Art & Social Class

For a class field trip, we went to the Cincinnati Contemporary Arts Museum. To be perfectly honest, I did not spend all of the allotted museum time in the actual museum. I love cities, and had never been to Cincinnati, so I spent about 45 minutes walking around the vicinity of the museum. I learned more from that walk than the rest of the time spent in the museum. The main reason is because, I was more open to it.

I’ve never been a fan of museums, particularly ones you have to pay for. It’s a class thing. Just as “contemporary” art is. It’s amazing to me, how “liberal” such museums are, and yet the language (by language I don’t necessarily mean verbal/spoken) is so incredibly bourgeois, to the point of alienating anyone who isn’t.

I feel I can say this with a certain amount of authority. With my mostly-lower-class background, I came to Antioch and was propelled so quickly to the middle class I’m still reeling from the transition (and probably always will be, to some degree or another). That said, socially/culturally I straddle the line between the classes. I identify with both and also get infinitely frustrated with my alienation- often self-induced- from both. My level of tolerance of the bourgeoisie is cyclical; currently, I am in a very intolerant phase.

In one of our recent readings for the class, a comparison of museums and their visitors by social class was studied. It was said that many lower-class participants equated museums with churches. For myself, I extend this equation to include really nice (read: middle- and upper-class) houses. How I feel in really nice houses is the same as I feel in museums (and churches). I get extremely uncomfortable and spend all of my time trying to figure out how to avoid touching anything or messing up the floor with my dirty shoes (or socks, if they make me take off the former). I just want to stand (not sit! god forbid) perfectly still and not offend anyone with my class status, which is always so much more salient to myself and others in such situations.

It’s not just a personal thing. My leftist and often class-oriented political beliefs complement this. One of my favorite pet peeves is education/access privilege and how much its very existence ignored, even by the most- yes- educated of people. Even if every museum was free, it’s not just economics that defines the classes (which shocks the hell out of a lot of people). It’s about culture, it’s about that value things are given, it’s about luxury. It is about where people personally feel comfortable. It’s about the level education to understand art- the assumption that one will be able to interpret abstract art (or be able to take the time to, or want to take the time to, or think it’s worth their time). It’s about feeling inferior when one doesn’t understand said abstract art.

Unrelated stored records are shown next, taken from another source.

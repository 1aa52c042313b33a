use thiserror::Error;

use crate::key::MAX_THREAD_ID;

#[derive(Error, Debug)]
pub enum DatastreamError {
    #[error("the data stream '{0}' already has a definition")]
    DuplicateName(String),

    #[error("the data stream '{0}' was not defined so cannot remove it")]
    Undefined(String),

    #[error("no defined data stream matches VDIF key (station_id={station_id:#06x}, thread_id={thread_id})")]
    NoMatch { station_id: u16, thread_id: u16 },

    #[error("VDIF station code must be 1 or 2 characters, not '{0}'")]
    InvalidStationCode(String),

    #[error("thread id {0} is out of range (0..{MAX_THREAD_ID})")]
    ThreadIdOutOfRange(u16),

    #[error("the criterion '{0}' does not match the expected pattern")]
    InvalidPattern(String),

    #[error("port '{0}' is out of range")]
    PortOutOfRange(String),
}

pub type Result<T> = std::result::Result<T, DatastreamError>;
//! FlexBuff/VBS on-disk layout (§6.3, §3.4): one directory per
//! recording (optionally suffixed `_ds<suffix>` for concurrent
//! datastreams), containing one file per chunk named with an 8-digit
//! decimal chunk number.

use std::fs;
use std::path::Path;

use regex::Regex;

use crate::chunk::{ChunkLocation, FileChunk, SuffixInterner};
use crate::error::{Result, StorageError};

fn recording_dir_pattern(recording_stem: &str) -> Result<Regex> {
    Regex::new(&format!("^{}(_ds(?P<suffix>[^/]+))?$", regex::escape(recording_stem)))
        .map_err(|_| StorageError::InvalidPattern(recording_stem.to_string()))
}

fn chunk_file_pattern(dir_name: &str) -> Result<Regex> {
    Regex::new(&format!("^{}\\.(?P<chunk>[0-9]{{8}})$", regex::escape(dir_name)))
        .map_err(|_| StorageError::InvalidPattern(dir_name.to_string()))
}

/// Scan one mountpoint for every FlexBuff chunk belonging to
/// `recording_stem`, across every datastream suffix directory found.
pub fn scan_mountpoint(mountpoint: &Path, recording_stem: &str, interner: &SuffixInterner) -> Result<Vec<FileChunk>> {
    let dir_pattern = recording_dir_pattern(recording_stem)?;
    let mut chunks = Vec::new();

    let entries = match fs::read_dir(mountpoint) {
        Ok(e) => e,
        Err(e) if e.kind() == std::io::ErrorKind::NotFound => return Ok(Vec::new()),
        Err(e) => return Err(e.into()),
    };

    for entry in entries {
        let entry = entry?;
        if !entry.file_type()?.is_dir() {
            continue;
        }
        let dir_name = entry.file_name();
        let dir_name = dir_name.to_string_lossy();
        let caps = match dir_pattern.captures(&dir_name) {
            Some(c) => c,
            None => continue,
        };
        let suffix = caps.name("suffix").map(|m| m.as_str()).unwrap_or("");
        let suffix_id = interner.intern(suffix);

        let file_pattern = chunk_file_pattern(&dir_name)?;
        for chunk_entry in fs::read_dir(entry.path())? {
            let chunk_entry = chunk_entry?;
            let file_name = chunk_entry.file_name();
            let file_name = file_name.to_string_lossy();
            let caps = match file_pattern.captures(&file_name) {
                Some(c) => c,
                None => continue,
            };
            let chunk_number: u32 = caps["chunk"].parse().expect("regex guarantees 8 decimal digits");
            let size = chunk_entry.metadata()?.len();
            chunks.push(FileChunk {
                recording_stem: recording_stem.to_string(),
                chunk_number,
                suffix_id,
                location: ChunkLocation::File { path: chunk_entry.path() },
                size,
                logical_offset: 0,
            });
        }
    }
    Ok(chunks)
}

/// Reject duplicate `(chunk_number, suffix_id)` pairs across a combined
/// scan of every mountpoint, as the original's insert-into-map check
/// does for the same case.
pub fn check_no_duplicates(chunks: &[FileChunk]) -> Result<()> {
    let mut seen = std::collections::HashSet::new();
    for chunk in chunks {
        if !seen.insert(chunk.sort_key()) {
            return Err(StorageError::DuplicateChunk {
                recording: chunk.recording_stem.clone(),
                chunk_number: chunk.chunk_number,
                suffix_id: chunk.suffix_id,
            });
        }
    }
    Ok(())
}

#[cfg(test)]
mod tests {
    use super::*;
    use std::fs::{create_dir, File};
    use std::io::Write;

    #[test]
    fn finds_chunks_in_a_plain_recording_directory() {
        let dir = tempfile::tempdir().unwrap();
        let rec_dir = dir.path().join("exp1_wb");
        create_dir(&rec_dir).unwrap();
        let mut f = File::create(rec_dir.join("exp1_wb.00000000")).unwrap();
        f.write_all(b"hello").unwrap();

        let interner = SuffixInterner::new();
        let chunks = scan_mountpoint(dir.path(), "exp1_wb", &interner).unwrap();
        assert_eq!(chunks.len(), 1);
        assert_eq!(chunks[0].chunk_number, 0);
        assert_eq!(chunks[0].size, 5);
    }

    #[test]
    fn finds_chunks_across_datastream_suffix_directories() {
        let dir = tempfile::tempdir().unwrap();
        for suffix_dir in ["exp1_wb", "exp1_wb_ds1"] {
            let rec_dir = dir.path().join(suffix_dir);
            create_dir(&rec_dir).unwrap();
            File::create(rec_dir.join(format!("{suffix_dir}.00000001"))).unwrap();
        }
        let interner = SuffixInterner::new();
        let chunks = scan_mountpoint(dir.path(), "exp1_wb", &interner).unwrap();
        assert_eq!(chunks.len(), 2);
        assert_ne!(chunks[0].suffix_id, chunks[1].suffix_id);
    }

    #[test]
    fn duplicate_chunk_numbers_are_rejected() {
        let a = FileChunk {
            recording_stem: "x".into(),
            chunk_number: 0,
            suffix_id: 0,
            location: ChunkLocation::File { path: "a".into() },
            size: 1,
            logical_offset: 0,
        };
        let b = FileChunk { chunk_number: 0, suffix_id: 0, ..a.clone() };
        assert!(check_no_duplicates(&[a, b]).is_err());
    }
}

That’s how I feel in museums, when faced with abstract art- or even theatre, which at this point in my education I feel I should understand better. I can talk the rhetoric much more than I actually understand it. And particularly during times of low tolerance, my defense mechanism turns on quickly and completely by itself. I don’t like feeling like an idiot. I don’t like feeling uneducated. I don’t like feeling “less than”.

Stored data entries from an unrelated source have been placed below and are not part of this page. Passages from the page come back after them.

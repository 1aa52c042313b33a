use crate::error::{FormatError, Result};

/// Track bitrate in bits/second/track. `None` is the distinguished `UNKNOWN` value.
///
/// Data-check heuristics (§4.B) assume a recovered bitrate is always of the
/// form `2^n * 1e6` with `n >= -6`; [`TrackBitRate::power_of_two`] constructs
/// exactly such a value.
#[derive(Debug, Clone, Copy, PartialEq, Eq, PartialOrd, Ord, Hash, serde::Serialize)]
#[cfg_attr(feature = "jsonschema", derive(schemars::JsonSchema))]
pub struct TrackBitRate(pub Option<u64>);

impl TrackBitRate {
    pub const UNKNOWN: TrackBitRate = TrackBitRate(None);

    pub fn known(bps: u64) -> Result<Self> {
        if bps == 0 {
            return Err(FormatError::InvalidTrackBitrate(Some(bps)));
        }
        Ok(TrackBitRate(Some(bps)))
    }

    /// Construct `round(2^n * 1e6)` bits/sec, n may be negative down to -6.
    pub fn power_of_two(n: i32) -> Result<Self> {
        if n < -6 {
            return Err(FormatError::InvalidTrackBitrate(None));
        }
        let value = (2f64.powi(n) * 1.0e6).round();
        if value <= 0.0 || !value.is_finite() {
            return Err(FormatError::InvalidTrackBitrate(None));
        }
        Ok(TrackBitRate(Some(value as u64)))
    }

    pub fn is_unknown(self) -> bool {
        self.0.is_none()
    }

    pub fn bits_per_second(self) -> Option<u64> {
        self.0
    }
}

#[cfg(test)]
mod tests {
    use super::*;

    #[test]
    fn unknown_roundtrip() {
        assert!(TrackBitRate::UNKNOWN.is_unknown());
        assert_eq!(TrackBitRate::UNKNOWN.bits_per_second(), None);
    }

    #[test]
    fn power_of_two_basic() {
        assert_eq!(TrackBitRate::power_of_two(1).unwrap().bits_per_second(), Some(2_000_000));
        assert_eq!(TrackBitRate::power_of_two(0).unwrap().bits_per_second(), Some(1_000_000));
        assert_eq!(TrackBitRate::power_of_two(4).unwrap().bits_per_second(), Some(16_000_000));
    }

    #[test]
    fn power_of_two_below_floor_rejected() {
        assert!(TrackBitRate::power_of_two(-7).is_err());
    }

    #[test]
    fn zero_rejected() {
        assert!(TrackBitRate::known(0).is_err());
    }
}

And I know, rationally, that that’s not what it’s about. Especially with the education that I have gained in the past two years at Antioch, I know exactly where all this is coming from. I know that society is structured in a way to make the lower classes feel inferior to the middle and upper classes, and to blame themselves for their class status. I know that, because I’ve lived it. Now that I “know better”, most of the time I can handle it better. But- again- low tolerance- I get defensive: old habits die hard, and I know that my knowledge of all this is a direct result of my newly-acquired education/access privilege. And so, therefore, I have a lot of catching up to do. And, no matter how educated I become, I will (hopefully) never lose sight of my background, how much I struggled and struggle to get to where I am and where I’m going, how much my self-worth (or lack thereof) was defined by society and annoying bourgeois people I came across.

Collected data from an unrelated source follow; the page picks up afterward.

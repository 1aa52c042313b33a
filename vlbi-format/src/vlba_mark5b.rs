//! VLBA and Mark5B header/time-code codec (§4.A).
//!
//! VLBA (big-endian tape) and Mark5B (little-endian disk) share essentially
//! the same header layout: a truncated Modified Julian Day (last four
//! digits, "TMJD") plus seconds-of-day as BCD, a CRC16, and — Mark5B only —
//! a 15-bit frame counter used to refine the subsecond beyond what the BCD
//! seconds field carries.

use crate::bcd::digits_to_u64;
use crate::crc::crc16_vlba;
use crate::error::{FormatError, Result};
use crate::timestamp::{Rational, Subsecond, Timestamp};
use chrono::NaiveDate;

const UNIX_EPOCH_MJD: i64 = 40_587; // MJD of 1970-01-01

/// Recover a full Modified Julian Day from a truncated 3-digit TMJD value
/// (modulo 1000): add it to the current 1000-day window, then clamp back
/// one window if that lands in the future — the header never carries more
/// than the last three digits (§4.A "VLBA/Mark5B").
pub fn recover_mjd(tmjd: u32, current_mjd: i64) -> i64 {
    debug_assert!(tmjd < 1_000);
    let mut mjd = current_mjd - (current_mjd % 1_000) + tmjd as i64;
    if mjd > current_mjd {
        mjd -= 1_000;
    }
    mjd
}

/// Convert a full Modified Julian Day into a `NaiveDate`.
pub fn mjd_to_date(mjd: i64) -> Result<NaiveDate> {
    let unix_days = mjd - UNIX_EPOCH_MJD;
    NaiveDate::from_ymd_opt(1970, 1, 1)
        .and_then(|d| d.checked_add_signed(chrono::Duration::days(unix_days)))
        .ok_or_else(|| FormatError::InvalidDescriptor(format!("MJD {mjd} out of range")))
}

/// Convert a date into its Modified Julian Day.
pub fn date_to_mjd(date: NaiveDate) -> i64 {
    let epoch = NaiveDate::from_ymd_opt(1970, 1, 1).unwrap();
    UNIX_EPOCH_MJD + (date - epoch).num_days()
}

/// The decoded BCD/binary fields of a VLBA or Mark5B header time code.
#[derive(Debug, Clone, Copy, PartialEq, Eq)]
pub struct TapeTimeCode {
    /// Last 3 digits of the Modified Julian Day.
    pub tmjd: u32,
    /// Whole seconds since midnight.
    pub seconds_of_day: u32,
    /// BCD fraction-of-second digits (tenths, hundredths, thousandths).
    pub fraction_digits: [u8; 4],
    /// 15-bit frame counter within the current second (Mark5B only).
    pub frame_number: Option<u16>,
}

impl TapeTimeCode {
    pub fn from_digits(tmjd_digits: &[u8; 3], time_digits: &[u8; 9], frame_number: Option<u16>) -> Self {
        let tmjd = digits_to_u64(tmjd_digits) as u32;
        let seconds_of_day = digits_to_u64(&time_digits[0..5]) as u32;
        let mut fraction_digits = [0u8; 4];
        fraction_digits.copy_from_slice(&time_digits[5..9]);
        TapeTimeCode { tmjd, seconds_of_day, fraction_digits, frame_number }
    }
}

/// Maximum value a 15-bit Mark5B frame counter can hold before wrapping.
const FRAME_COUNTER_BITS: u32 = 15;
const FRAME_COUNTER_MODULUS: u32 = 1 << FRAME_COUNTER_BITS;

/// Refine the subsecond using Mark5B's frame counter and the format's frame
/// period, detecting wraparound of the 15-bit counter against the BCD
/// fraction-of-second already decoded. `frames_per_second` is the nominal
/// frame rate (e.g. 1 / frame_period).
pub fn refine_mark5b_subsecond(
    bcd_fraction: f64,
    frame_number: u16,
    frames_per_second: f64,
) -> f64 {
    if frames_per_second <= 0.0 {
        return bcd_fraction;
    }
    let frame_period = 1.0 / frames_per_second;
    let nominal_frame = (bcd_fraction * frames_per_second).round() as i64;
    let wrapped_nominal = nominal_frame.rem_euclid(FRAME_COUNTER_MODULUS as i64) as u16;
    // If the counter appears to have wrapped relative to the BCD-implied
    // frame index, correct by a whole modulus of frame periods.
    let delta = frame_number as i64 - wrapped_nominal as i64;
    let corrected_frame = nominal_frame + delta;
    corrected_frame as f64 * frame_period
}

/// Verify a CRC16 recomputed over `header_data` against `expected`.
pub fn verify_crc16(header_data: &[u8], expected: u32) -> Result<()> {
    let computed = crc16_vlba(header_data);
    if computed != expected {
        return Err(FormatError::CrcMismatch { expected, computed });
    }
    Ok(())
}

/// Decode a [`TapeTimeCode`] into a [`Timestamp`], given the current MJD
/// (for [`recover_mjd`]) and, for Mark5B, the nominal frame rate used to
/// refine the subsecond via [`refine_mark5b_subsecond`].
pub fn decode_timestamp(tc: TapeTimeCode, current_mjd: i64, frames_per_second: Option<f64>) -> Result<Timestamp> {
    let mjd = recover_mjd(tc.tmjd, current_mjd);
    let date = mjd_to_date(mjd)?;
    let midnight = chrono::NaiveDateTime::new(date, chrono::NaiveTime::MIN);
    let whole_seconds = chrono::DateTime::<chrono::Utc>::from_naive_utc_and_offset(midnight, chrono::Utc).timestamp()
        + tc.seconds_of_day as i64;

    let bcd_fraction = digits_to_u64(&tc.fraction_digits) as f64 / 10_000.0;
    let fraction = match (tc.frame_number, frames_per_second) {
        (Some(frame), Some(fps)) => refine_mark5b_subsecond(bcd_fraction, frame, fps),
        _ => bcd_fraction,
    };

    Ok(Timestamp::new(whole_seconds, Subsecond::known(Rational::new((fraction * 1_000_000.0).round() as u64, 1_000_000))))
}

This all does have a point, in direct relation to the class. After the trip to the museum, I am that much more determined to create art- in whatever form I choose- FOR THE PEOPLE. And by FOR THE PEOPLE, I actually mean FOR THE PEOPLE. Not some middle-class liberal (Bourgeois Bohemian) version of FOR THE PEOPLE, which means for middle-class liberals. I would like to teach- or at least share- with my creativity, but in a way that doesn’t make people feel like shit because they don’t get it. As wretchedly bourgeois as I continue to become, I never want to lose sight of that. I never want to lose sight of my roots.

One idea for this is to change the commonly accepted notion of what art is, and of who can make it. The paradox of “art can be done by everyone” and yet “skill is required to communicate effectively” needs to be wiped out. It shouldn’t be about that. It should be personalized to the point of it being politicized. It should be about communicating one’s worldview in a way that people not from that worldview can understand and identify with it in some basic, base, human way. And that doesn’t have to require a college education and other such bourgeois training and experience. It requires little more than people from different worldviews talking with each other enough to be able to express across worldviews. Across class boundaries. Across socially constructed boundaries.

What might this look like? Why, a carnival, of course.